*TASK:* Everything from the line containing "let mut engine" through the end of the entries should be output exactly; nothing before it is wanted.

*PROVIDED DATA:*
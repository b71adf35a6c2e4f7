//! Relax configuration system
//!
//! This crate provides centralized configuration for the relax engine,
//! loading settings from `relax.toml` with environment variable overrides.

use serde::{Deserialize, Serialize};
use std::path::{Path, PathBuf};

/// Main configuration structure for relax
#[derive(Debug, Clone, Serialize, Deserialize, Default)]
#[serde(default)]
pub struct RelaxConfig {
    /// Compilation and render policy
    pub engine: EngineConfig,
    /// Style properties supported by the target runtime
    pub capabilities: CapabilityConfig,
    /// Demo runner settings
    pub demo: DemoConfig,
}

/// What `render` does when the position sits exactly on a transition's start.
#[derive(Debug, Clone, Copy, PartialEq, Eq, Serialize, Deserialize, Default)]
#[serde(rename_all = "snake_case")]
pub enum StartBoundary {
    /// Apply the transition's literal start values.
    #[default]
    ApplyStart,
    /// Leave the transition untouched until the position moves past its start.
    Skip,
}

/// How the compiler treats start/end values with different numeric token counts.
#[derive(Debug, Clone, Copy, PartialEq, Eq, Serialize, Deserialize, Default)]
#[serde(rename_all = "snake_case")]
pub enum TokenMismatch {
    /// Fail registration with a configuration error.
    #[default]
    Reject,
    /// Interpolate the common prefix; surplus start tokens render verbatim.
    Truncate,
}

/// Engine configuration
#[derive(Debug, Clone, Serialize, Deserialize)]
#[serde(default)]
pub struct EngineConfig {
    /// Easing used when a registration supplies none (linear, ease_in, ease_out, ease_in_out)
    pub default_easing: String,
    /// Behaviour at `position == start`
    pub start_boundary: StartBoundary,
    /// Behaviour on mismatched numeric token counts
    pub token_mismatch: TokenMismatch,
    /// Comma separated diagnostics categories (compile, render, all)
    pub diagnostics: Option<String>,
}

/// Capability table configuration
#[derive(Debug, Clone, Serialize, Deserialize, Default)]
#[serde(default)]
pub struct CapabilityConfig {
    /// Camel-cased style property names the runtime supports, vendor
    /// prefixed variants included. Empty disables prefix rewriting.
    pub supported_properties: Vec<String>,
}

/// Demo runner configuration
#[derive(Debug, Clone, Serialize, Deserialize)]
#[serde(default)]
pub struct DemoConfig {
    /// Path to a JSON steps document; the built-in sample is used when unset
    pub steps: Option<PathBuf>,
    /// Distance between simulated scroll offsets
    pub sweep_step: f64,
}

impl Default for EngineConfig {
    fn default() -> Self {
        Self {
            default_easing: "linear".to_string(),
            start_boundary: StartBoundary::ApplyStart,
            token_mismatch: TokenMismatch::Reject,
            diagnostics: None,
        }
    }
}

impl Default for DemoConfig {
    fn default() -> Self {
        Self {
            steps: None,
            sweep_step: 25.0,
        }
    }
}

impl EngineConfig {
    /// Whether a diagnostics category is switched on.
    pub fn diagnostics_enabled(&self, category: &str) -> bool {
        let Some(raw) = self.diagnostics.as_deref() else {
            return false;
        };
        raw.split(',')
            .map(|s| s.trim().to_ascii_lowercase())
            .any(|s| s == "all" || s == category.to_ascii_lowercase())
    }
}

impl RelaxConfig {
    /// Load configuration from a TOML file
    ///
    /// # Arguments
    /// * `path` - Path to the relax.toml configuration file
    ///
    /// # Returns
    /// * `Ok(RelaxConfig)` - Successfully loaded configuration
    /// * `Err(String)` - Error message if loading failed
    pub fn load_from_file<P: AsRef<Path>>(path: P) -> Result<Self, String> {
        let content = std::fs::read_to_string(path.as_ref())
            .map_err(|e| format!("Failed to read config file: {}", e))?;

        toml::from_str(&content).map_err(|e| format!("Failed to parse config file: {}", e))
    }

    /// Load configuration from the default location (relax.toml in the current directory)
    /// or return default configuration if file doesn't exist
    pub fn load_or_default() -> Self {
        Self::load_from_file("relax.toml").unwrap_or_default()
    }

    /// Merge configuration with environment variables
    ///
    /// Environment variables take precedence over configuration file values.
    pub fn merge_with_env(&mut self) {
        self.merge_with(|key| std::env::var(key).ok());
    }

    /// Merge overrides from an arbitrary key lookup.
    ///
    /// Unparseable values are ignored and the file value is kept.
    pub fn merge_with<F>(&mut self, lookup: F)
    where
        F: Fn(&str) -> Option<String>,
    {
        // Engine settings
        if let Some(easing) = lookup("RELAX_EASING") {
            self.engine.default_easing = easing;
        }
        if let Some(val) = lookup("RELAX_START_BOUNDARY") {
            match val.trim().to_ascii_lowercase().replace('-', "_").as_str() {
                "apply_start" => self.engine.start_boundary = StartBoundary::ApplyStart,
                "skip" => self.engine.start_boundary = StartBoundary::Skip,
                _ => {}
            }
        }
        if let Some(val) = lookup("RELAX_TOKEN_MISMATCH") {
            match val.trim().to_ascii_lowercase().as_str() {
                "reject" => self.engine.token_mismatch = TokenMismatch::Reject,
                "truncate" => self.engine.token_mismatch = TokenMismatch::Truncate,
                _ => {}
            }
        }
        if let Some(diagnostics) = lookup("RELAX_DIAGNOSTICS") {
            self.engine.diagnostics = Some(diagnostics);
        }

        // Capabilities
        if let Some(list) = lookup("RELAX_SUPPORTED_PROPERTIES") {
            self.capabilities.supported_properties = list
                .split(',')
                .map(str::trim)
                .filter(|s| !s.is_empty())
                .map(str::to_string)
                .collect();
        }

        // Demo settings
        if let Some(path) = lookup("RELAX_STEPS") {
            self.demo.steps = Some(PathBuf::from(path));
        }
        if let Some(val) = lookup("RELAX_SWEEP_STEP") {
            if let Ok(step) = val.parse::<f64>() {
                if step > 0.0 {
                    self.demo.sweep_step = step;
                }
            }
        }
    }

    /// Load configuration with environment variable overrides
    ///
    /// 1. Load from relax.toml (or use defaults if not found)
    /// 2. Override with environment variables if present
    pub fn load() -> Self {
        let mut config = Self::load_or_default();
        config.merge_with_env();
        config
    }
}

#[cfg(test)]
mod tests {
    use super::*;
    use std::collections::HashMap;
    use std::io::Write;

    #[test]
    fn test_default_config() {
        let config = RelaxConfig::default();
        assert_eq!(config.engine.default_easing, "linear");
        assert_eq!(config.engine.start_boundary, StartBoundary::ApplyStart);
        assert_eq!(config.engine.token_mismatch, TokenMismatch::Reject);
        assert!(config.capabilities.supported_properties.is_empty());
        assert_eq!(config.demo.sweep_step, 25.0);
    }

    #[test]
    fn test_toml_serialization() {
        let config = RelaxConfig::default();
        let toml_str = toml::to_string_pretty(&config).unwrap();
        let parsed: RelaxConfig = toml::from_str(&toml_str).unwrap();
        assert_eq!(parsed.engine.default_easing, "linear");
        assert_eq!(parsed.engine.token_mismatch, TokenMismatch::Reject);
    }

    #[test]
    fn test_partial_toml_keeps_defaults() {
        let parsed: RelaxConfig = toml::from_str(
            r#"
            [engine]
            start_boundary = "skip"

            [capabilities]
            supported_properties = ["opacity", "webkitTransform"]
            "#,
        )
        .unwrap();
        assert_eq!(parsed.engine.start_boundary, StartBoundary::Skip);
        assert_eq!(parsed.engine.default_easing, "linear");
        assert_eq!(parsed.capabilities.supported_properties.len(), 2);
        assert_eq!(parsed.demo.sweep_step, 25.0);
    }

    #[test]
    fn test_load_from_file() {
        let mut file = tempfile::NamedTempFile::new().unwrap();
        writeln!(file, "[engine]\ndefault_easing = \"ease_out\"\ntoken_mismatch = \"truncate\"").unwrap();

        let config = RelaxConfig::load_from_file(file.path()).unwrap();
        assert_eq!(config.engine.default_easing, "ease_out");
        assert_eq!(config.engine.token_mismatch, TokenMismatch::Truncate);
    }

    #[test]
    fn test_load_from_missing_file() {
        let err = RelaxConfig::load_from_file("does/not/exist/relax.toml").unwrap_err();
        assert!(err.starts_with("Failed to read config file"));
    }

    #[test]
    fn test_load_or_default() {
        // Should not panic even if relax.toml doesn't exist
        let config = RelaxConfig::load_or_default();
        assert!(!config.engine.default_easing.is_empty());
    }

    #[test]
    fn test_merge_with_overrides() {
        let vars: HashMap<&str, &str> = [
            ("RELAX_EASING", "ease_in"),
            ("RELAX_START_BOUNDARY", "skip"),
            ("RELAX_TOKEN_MISMATCH", "truncate"),
            ("RELAX_SUPPORTED_PROPERTIES", "opacity, MozTransform,,"),
            ("RELAX_SWEEP_STEP", "-3"),
        ]
        .into_iter()
        .collect();

        let mut config = RelaxConfig::default();
        config.merge_with(|key| vars.get(key).map(|v| v.to_string()));

        assert_eq!(config.engine.default_easing, "ease_in");
        assert_eq!(config.engine.start_boundary, StartBoundary::Skip);
        assert_eq!(config.engine.token_mismatch, TokenMismatch::Truncate);
        assert_eq!(
            config.capabilities.supported_properties,
            vec!["opacity".to_string(), "MozTransform".to_string()]
        );
        // Non-positive sweep steps are ignored
        assert_eq!(config.demo.sweep_step, 25.0);
    }

    #[test]
    fn test_diagnostics_categories() {
        let mut engine = EngineConfig::default();
        assert!(!engine.diagnostics_enabled("render"));

        engine.diagnostics = Some("compile, Render".to_string());
        assert!(engine.diagnostics_enabled("render"));
        assert!(engine.diagnostics_enabled("compile"));

        engine.diagnostics = Some("all".to_string());
        assert!(engine.diagnostics_enabled("anything"));
    }
}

*EXPECTED OUTPUT:*
        let mut engine = EngineConfig::default();
        assert!(!engine.diagnostics_enabled("render"));

        engine.diagnostics = Some("compile, Render".to_string());
        assert!(engine.diagnostics_enabled("render"));
        assert!(engine.diagnostics_enabled("compile"));

        engine.diagnostics = Some("all".to_string());
        assert!(engine.diagnostics_enabled("anything"));
    }
}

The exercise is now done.